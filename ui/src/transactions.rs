//! Transaction history panel for the selected account, with the
//! deposit / withdraw / transfer modals.
//!
//! Refetches are guarded by a monotonically increasing generation token:
//! switching accounts while a fetch is in flight can otherwise let the
//! superseded response overwrite fresher state, so any completion whose
//! token is no longer the latest is discarded.

use api::{Account, Transaction, TransactionKind};
use dioxus::prelude::*;

use crate::icons::{FaArrowRightArrowLeft, FaClockRotateLeft, FaDownload, FaUpload};
use crate::validate::{parse_account_id, parse_amount};
use crate::{show_error, show_success, use_api, use_currency, use_toasts, Icon, ModalOverlay};

#[derive(Clone, Copy, Debug, PartialEq, Eq)]
enum TxModal {
    Deposit,
    Withdraw,
    Transfer,
}

/// An outgoing leg renders with a minus sign: withdrawals, and transfers
/// whose source is the displayed account. Every other leg is incoming.
fn is_outgoing(tx: &Transaction, displayed_account_id: i64) -> bool {
    match tx.transaction_type {
        TransactionKind::Withdraw => true,
        TransactionKind::Transfer => tx.from_account_id == Some(displayed_account_id),
        TransactionKind::Deposit => false,
    }
}

/// ISO timestamps from the backend read fine with the `T` swapped for a
/// space; keep date plus hh:mm.
fn format_timestamp(raw: &str) -> String {
    let spaced = raw.replacen('T', " ", 1);
    match spaced.char_indices().nth(16) {
        Some((idx, _)) => spaced[..idx].to_string(),
        None => spaced,
    }
}

#[component]
pub fn TransactionsPanel(account: Account, on_refresh: EventHandler<()>) -> Element {
    let client = use_api();
    let currency = use_currency();
    let toasts = use_toasts();
    let mut transactions = use_signal(Vec::<Transaction>::new);
    let mut fetch_seq = use_signal(|| 0u64);
    let mut open_modal = use_signal(|| Option::<TxModal>::None);
    let mut amount = use_signal(String::new);
    let mut to_account = use_signal(String::new);
    let mut submitting = use_signal(|| false);

    let account_id = account.id;

    let fetch_transactions = use_callback({
        let client = client.clone();
        move |()| {
            let client = client.clone();
            let seq = *fetch_seq.peek() + 1;
            fetch_seq.set(seq);
            spawn(async move {
                match client.account_transactions(account_id).await {
                    Ok(list) => {
                        // Drop superseded responses; only the latest issued
                        // generation may write.
                        if *fetch_seq.peek() == seq {
                            transactions.set(list);
                        }
                    }
                    Err(err) => {
                        tracing::error!("failed to load transactions: {err}");
                    }
                }
            });
        }
    });

    use_effect(use_reactive!(|(account_id,)| {
        let _ = account_id;
        fetch_transactions.call(());
    }));

    let mut close_modal = move || {
        open_modal.set(None);
        amount.set(String::new());
        to_account.set(String::new());
    };

    let handle_submit = move |evt: FormEvent| {
        evt.prevent_default();
        let Some(kind) = *open_modal.peek() else {
            return;
        };

        let value = match parse_amount(&amount()) {
            Ok(value) => value,
            Err(msg) => return show_error(toasts, msg),
        };
        let destination = if kind == TxModal::Transfer {
            match parse_account_id(&to_account()) {
                Ok(id) => Some(id),
                Err(msg) => return show_error(toasts, msg),
            }
        } else {
            None
        };

        let client = client.clone();
        submitting.set(true);
        spawn(async move {
            let result = match kind {
                TxModal::Deposit => client.deposit(account_id, value).await,
                TxModal::Withdraw => client.withdraw(account_id, value).await,
                TxModal::Transfer => {
                    client
                        .transfer(account_id, destination.unwrap_or_default(), value)
                        .await
                }
            };
            match result {
                Ok(()) => {
                    let message = match kind {
                        TxModal::Deposit => "Deposit completed",
                        TxModal::Withdraw => "Withdrawal completed",
                        TxModal::Transfer => "Transfer completed",
                    };
                    show_success(toasts, message);
                    close_modal();
                    on_refresh.call(());
                    fetch_transactions.call(());
                }
                Err(err) => {
                    let fallback = match kind {
                        TxModal::Deposit => "Deposit failed",
                        TxModal::Withdraw => "Withdrawal failed",
                        TxModal::Transfer => "Transfer failed",
                    };
                    show_error(toasts, err.user_message(fallback));
                }
            }
            submitting.set(false);
        });
    };

    rsx! {
        div {
            class: "transactions-container",
            div {
                class: "transactions-header",
                h2 { "Account No. {account.account_number}" }
                div {
                    class: "action-buttons",
                    button {
                        class: "deposit-btn",
                        onclick: move |_| open_modal.set(Some(TxModal::Deposit)),
                        Icon { icon: FaDownload, width: 16, height: 16 }
                        "Deposit"
                    }
                    button {
                        class: "withdraw-btn",
                        onclick: move |_| open_modal.set(Some(TxModal::Withdraw)),
                        Icon { icon: FaUpload, width: 16, height: 16 }
                        "Withdraw"
                    }
                    button {
                        class: "transfer-btn",
                        onclick: move |_| open_modal.set(Some(TxModal::Transfer)),
                        Icon { icon: FaArrowRightArrowLeft, width: 16, height: 16 }
                        "Transfer"
                    }
                }
            }

            div {
                class: "account-info",
                div {
                    class: "info-item",
                    span { "Current balance" }
                    strong { "{currency().format(account.balance)}" }
                }
                div {
                    class: "info-item",
                    span { "Overdraft limit" }
                    strong { "{currency().format(account.overdraft_limit)}" }
                }
                div {
                    class: "info-item",
                    span { "Type" }
                    strong { "{account.account_type.label()}" }
                }
            }

            h3 {
                class: "history-title",
                Icon { icon: FaClockRotateLeft, width: 18, height: 18 }
                "Transaction history"
            }

            div {
                class: "transactions-list",
                if transactions().is_empty() {
                    p { class: "no-transactions", "No transactions on this account" }
                }
                for tx in transactions().iter().cloned() {
                    TransactionRow { key: "{tx.id}", tx, displayed_account_id: account_id }
                }
            }

            if let Some(kind) = open_modal() {
                ModalOverlay {
                    on_close: move |_| close_modal(),
                    h3 {
                        if kind == TxModal::Deposit {
                            "Deposit money"
                        } else if kind == TxModal::Withdraw {
                            "Withdraw money"
                        } else {
                            "Make a transfer"
                        }
                    }
                    form {
                        onsubmit: handle_submit,
                        div {
                            class: "form-group",
                            label { "Amount" }
                            input {
                                r#type: "number",
                                min: "0",
                                step: "0.01",
                                required: true,
                                value: amount(),
                                oninput: move |evt| amount.set(evt.value()),
                            }
                        }
                        if kind == TxModal::Transfer {
                            div {
                                class: "form-group",
                                label { "Destination account id" }
                                input {
                                    r#type: "text",
                                    placeholder: "e.g. 42",
                                    required: true,
                                    value: to_account(),
                                    oninput: move |evt| to_account.set(evt.value()),
                                }
                            }
                        }
                        div {
                            class: "modal-buttons",
                            button {
                                r#type: "button",
                                class: "cancel-btn",
                                onclick: move |_| close_modal(),
                                "Cancel"
                            }
                            button {
                                r#type: "submit",
                                class: "confirm-btn",
                                disabled: submitting(),
                                if submitting() { "Sending…" } else { "Confirm" }
                            }
                        }
                    }
                }
            }
        }
    }
}

#[component]
fn TransactionRow(tx: Transaction, displayed_account_id: i64) -> Element {
    let currency = use_currency();
    let outgoing = is_outgoing(&tx, displayed_account_id);
    let sign = if outgoing { "-" } else { "+" };
    let amount_class = if outgoing {
        "transaction-amount outgoing"
    } else {
        "transaction-amount incoming"
    };

    rsx! {
        div {
            class: "transaction-item",
            div {
                class: "transaction-icon",
                if tx.transaction_type == TransactionKind::Deposit {
                    Icon { icon: FaDownload, width: 16, height: 16 }
                } else if tx.transaction_type == TransactionKind::Withdraw {
                    Icon { icon: FaUpload, width: 16, height: 16 }
                } else {
                    Icon { icon: FaArrowRightArrowLeft, width: 16, height: 16 }
                }
            }
            div {
                class: "transaction-details",
                div { class: "transaction-type", "{tx.transaction_type.label()}" }
                div { class: "transaction-date", "{format_timestamp(&tx.created_at)}" }
                if let Some(description) = tx.description.as_ref() {
                    div { class: "transaction-desc", "{description}" }
                }
            }
            div {
                class: amount_class,
                "{sign}{currency().format(tx.amount.abs())}"
            }
        }
    }
}

#[cfg(test)]
mod tests {
    use super::*;

    fn tx(kind: TransactionKind, from: Option<i64>, to: Option<i64>) -> Transaction {
        Transaction {
            id: 1,
            account_id: 3,
            transaction_type: kind,
            amount: 25.0,
            description: None,
            created_at: "2025-04-02T10:00:00".to_string(),
            from_account_id: from,
            to_account_id: to,
        }
    }

    #[test]
    fn test_withdrawals_are_outgoing() {
        assert!(is_outgoing(&tx(TransactionKind::Withdraw, None, None), 3));
    }

    #[test]
    fn test_deposits_are_incoming() {
        assert!(!is_outgoing(&tx(TransactionKind::Deposit, None, None), 3));
    }

    #[test]
    fn test_transfer_sign_depends_on_displayed_side() {
        let transfer = tx(TransactionKind::Transfer, Some(3), Some(4));
        assert!(is_outgoing(&transfer, 3));
        assert!(!is_outgoing(&transfer, 4));
    }

    #[test]
    fn test_transfer_without_refs_renders_incoming() {
        assert!(!is_outgoing(&tx(TransactionKind::Transfer, None, None), 3));
    }

    #[test]
    fn test_timestamp_display() {
        assert_eq!(format_timestamp("2025-04-02T10:30:45"), "2025-04-02 10:30");
        assert_eq!(format_timestamp("2025-04-02"), "2025-04-02");
    }
}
....
> _What the task asks_: Each line from the start of the listing above through the line containing "let client = use_api();" must be reproduced exactly. Leave out the rest.

> _Solution below_:
filename ui/src/transactions.rs
//! Transaction history panel for the selected account, with the
//! deposit / withdraw / transfer modals.
//!
//! Refetches are guarded by a monotonically increasing generation token:
//! switching accounts while a fetch is in flight can otherwise let the
//! superseded response overwrite fresher state, so any completion whose
//! token is no longer the latest is discarded.

use api::{Account, Transaction, TransactionKind};
use dioxus::prelude::*;

use crate::icons::{FaArrowRightArrowLeft, FaClockRotateLeft, FaDownload, FaUpload};
use crate::validate::{parse_account_id, parse_amount};
use crate::{show_error, show_success, use_api, use_currency, use_toasts, Icon, ModalOverlay};

#[derive(Clone, Copy, Debug, PartialEq, Eq)]
enum TxModal {
    Deposit,
    Withdraw,
    Transfer,
}

/// An outgoing leg renders with a minus sign: withdrawals, and transfers
/// whose source is the displayed account. Every other leg is incoming.
fn is_outgoing(tx: &Transaction, displayed_account_id: i64) -> bool {
    match tx.transaction_type {
        TransactionKind::Withdraw => true,
        TransactionKind::Transfer => tx.from_account_id == Some(displayed_account_id),
        TransactionKind::Deposit => false,
    }
}

/// ISO timestamps from the backend read fine with the `T` swapped for a
/// space; keep date plus hh:mm.
fn format_timestamp(raw: &str) -> String {
    let spaced = raw.replacen('T', " ", 1);
    match spaced.char_indices().nth(16) {
        Some((idx, _)) => spaced[..idx].to_string(),
        None => spaced,
    }
}

#[component]
pub fn TransactionsPanel(account: Account, on_refresh: EventHandler<()>) -> Element {
    let client = use_api();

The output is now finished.